Et je me moque bien du trotskisme, on m'a dit qu'ils correspondaient à mon opinion sur le communisme, de là j'ai simplement ( et c'est très 2nd degré, naturellement ) dit que c'étaient certainement des personnes respectables. Mais je n'y connais rien à ce courant de pensée et je ne cherche pas à en savoir davantage.
Je comprends mieux du coup. Tu ne te feras par purger pour trotskisme, dans ce cas là !
Le 27 juillet 2016 à 12:59:37 Axetibe a écrit :
Ce n'est plus tout à fait vrai, on observe une sensibilité accrue des patrons, et même de quelques grands patrons, envers ce que l'on appelle l'empreinte sociale de l'entreprise. Le boss de Danone a fait un discours intéressant et détonant à HEC il y a peu, prouvant que même au sein au des élites éco il y a une légère inflexion des mentalités.
Et pourtant toutes les élites qui peuvent sortir d'écoles comme HEC n'ont qu'une idée en tête: s'assurer une position. Le changement de mentalité, la morale, tout cela est secondaire. Tant qu'il y aura capitalisme il y aura une classe qui exploite et une classe qui est exploitée. Peu importe si la classe qui exploite le fait "moralement" ou pas.
Spoiler : dans tout groupe humain démographiquement important il y a des dominés et des dominants, d'autant plus dès lors que ce groupe humain se retrouve géré par une institution organisée, par nature pyramidale. Les gentils cadres de ton Parti seront fondamentalement des exploiteurs, et le reste de la pop se retrouvera exploitée par ces cadres. Peu importe tous les adjectifs symboliques ou les habiletés sémantiques que l'on trouvera bien pour rendre cette vérité acceptable, belle ou conforme à l'idéologie, un fait reste un fait, et un même procédé aboutit fatalement aux même résultats. ![]()
Et il faut rester particulièrement méfiant à l'égard de l'importance que veut se donner l'entreprise dans la vie des gens, l'emprise de l'entreprise (:hap:). C'est tout autant un projet totalitaire que celui des Etats absolus fascistes.

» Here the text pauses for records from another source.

//! `--display` layout parsing.

use anyhow::{bail, Context};
use cursorhome_model::Rect;
use cursorhome_platform_core::{DisplaySnapshot, DisplayTopology, StaticDisplays};

/// Build a topology from `WxH+X+Y` specs. The first display is primary; no
/// specs means a single 1080p display.
pub fn topology_from_args(specs: &[String]) -> anyhow::Result<DisplayTopology> {
    if specs.is_empty() {
        return Ok(DisplayTopology::from_provider(&StaticDisplays::single_1080p())?);
    }
    let displays = specs
        .iter()
        .enumerate()
        .map(|(index, spec)| {
            let bounds = parse_geometry(spec).with_context(|| format!("invalid --display {spec:?}"))?;
            let id = u32::try_from(index)?;
            Ok(DisplaySnapshot::new(id, format!("display-{index}"), bounds, index == 0))
        })
        .collect::<anyhow::Result<Vec<_>>>()?;
    Ok(DisplayTopology::from_provider(&StaticDisplays::new(displays))?)
}

/// Parse `WxH+X+Y`. Offsets may be negative: `1280x1024-1280+0`.
pub fn parse_geometry(spec: &str) -> anyhow::Result<Rect> {
    let (width, rest) = spec.split_once('x').context("expected WxH+X+Y")?;
    let split = rest
        .find(['+', '-'])
        .context("missing position, expected WxH+X+Y")?;
    let (height, offsets) = rest.split_at(split);

    let width: f64 = width.parse().context("bad width")?;
    let height: f64 = height.parse().context("bad height")?;
    if width <= 0.0 || height <= 0.0 {
        bail!("display size must be positive");
    }

    let (x, y) = split_offsets(offsets).context("expected two offsets, like +0+0")?;
    Ok(Rect::new(x, y, width, height))
}

fn split_offsets(offsets: &str) -> Option<(f64, f64)> {
    // The second offset starts at the first sign after the first character,
    // skipping a "+-" pair that spells a negative value.
    let body = offsets.strip_prefix('+').unwrap_or(offsets);
    let second = body
        .char_indices()
        .skip(1)
        .find(|(_, c)| *c == '+' || *c == '-')
        .map(|(i, _)| i)?;
    let (x, y) = body.split_at(second);
    let y = y.strip_prefix('+').unwrap_or(y);
    Some((x.parse().ok()?, y.parse().ok()?))
}

#[cfg(test)]
mod tests {
    use super::*;
    use cursorhome_platform_core::DisplayId;

    #[test]
    fn test_parse_geometry() {
        assert_eq!(
            parse_geometry("1920x1080+0+0").unwrap(),
            Rect::new(0.0, 0.0, 1920.0, 1080.0)
        );
        assert_eq!(
            parse_geometry("1280x1024-1280+0").unwrap(),
            Rect::new(-1280.0, 0.0, 1280.0, 1024.0)
        );
        assert_eq!(
            parse_geometry("2560x1440+1920+-200").unwrap(),
            Rect::new(1920.0, -200.0, 2560.0, 1440.0)
        );
    }

    #[test]
    fn test_parse_geometry_rejects_garbage() {
        assert!(parse_geometry("1920x1080").is_err());
        assert!(parse_geometry("axb+0+0").is_err());
        assert!(parse_geometry("0x1080+0+0").is_err());
        assert!(parse_geometry("1920x1080+0").is_err());
    }

    #[test]
    fn test_default_topology() {
        let topology = topology_from_args(&[]).unwrap();
        assert_eq!(topology.displays().len(), 1);
        assert_eq!(topology.primary().unwrap().bounds.width, 1920.0);
    }

    #[test]
    fn test_first_display_is_primary() {
        let specs = vec!["1920x1080+0+0".to_string(), "1920x1080+1920+0".to_string()];
        let topology = topology_from_args(&specs).unwrap();
        assert_eq!(topology.primary().unwrap().id, DisplayId(0));
        assert_eq!(topology.get(DisplayId(1)).unwrap().bounds.x, 1920.0);
    }
}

Il n'y a pas de dimension totalitaire dans une entreprise, hormis quelques exceptions qui se placent hors la loi ( je pense à Amazon ou Apple ), il peut y avoir une violence symbolique, sûrement, mais dans tous les cas bien moindre que dans un régime socialiste tentant d'atteindre le communisme.
Il évolue, il mute, il s'adapte à sa période historique et aux dynamiques conjoncturelles. Ce n'est pas une entité qui a des intentions et des desseins, c'est juste un système façonné par les gens et les technologies de son époque.
C'est évident, le capitalisme se dote de corpus idéologiques, de nouveaux hommes et de nouvelles méthodes pour se défaire des erreurs qu'il a lui-même causé... Mais son évolution ne le fait pas changer dans ce qu'il est au plus profond de lui-même, dans ses mécaniques les plus élémentaires, dans ses contradictions fondamentales.
Le capitalisme n'est pas une idéologie, c'est juste un ensemble de pratiques et d'interactions, un simple système tacite. C'est une notion purement abstraite.
Penser qu'il faut abolir le capitalisme parce qu'il contient des contradictions, c'est croire en l'existence d'un système parfait, sans failles et sans antagonisme, c'est suivre une vue de l'esprit. Il y aura toujours des antagonismes, des confrontations, des querelles culturelles etc. Ce n'est pas une question de système, c'est une question de socialisation et d'acculturation, la première ne peut pas être unique, ce qui rend d'emblée tout rêve égalitariste et pacifique impossible, la seconde est un procédé foncièrement lent et source de confrontations, ce qui rend l'espoir de passer du socialisme au communisme douteux et improbable.
Et quand on est pas d'accord en pleine révolution, le moment où tout le monde a une arme dans les mains et peut décider de tuer s'il juge qu'un individu fait obstacle d'une manière ou d'une autre à la révolution ? Mmh ?
Le Parti n'est pas un fétiche, il agit comme une avant-garde, certes, mais aussi comme un front uni pendant la révolution. Si un individu veut tout arrêter, ne veut pas continuer... grand bien lui fasse. Le Parti n'a pas besoin de lui, les masses non plus, la révolution encore moins.
Pour certains si, justement. Vous n'avez pas tous la même définition du communisme.
Et les gens qui voulaient tout arrêter, ne plus participer, on sait ce qui leur est arrivé au sein de l'Armée Rouge... ![]()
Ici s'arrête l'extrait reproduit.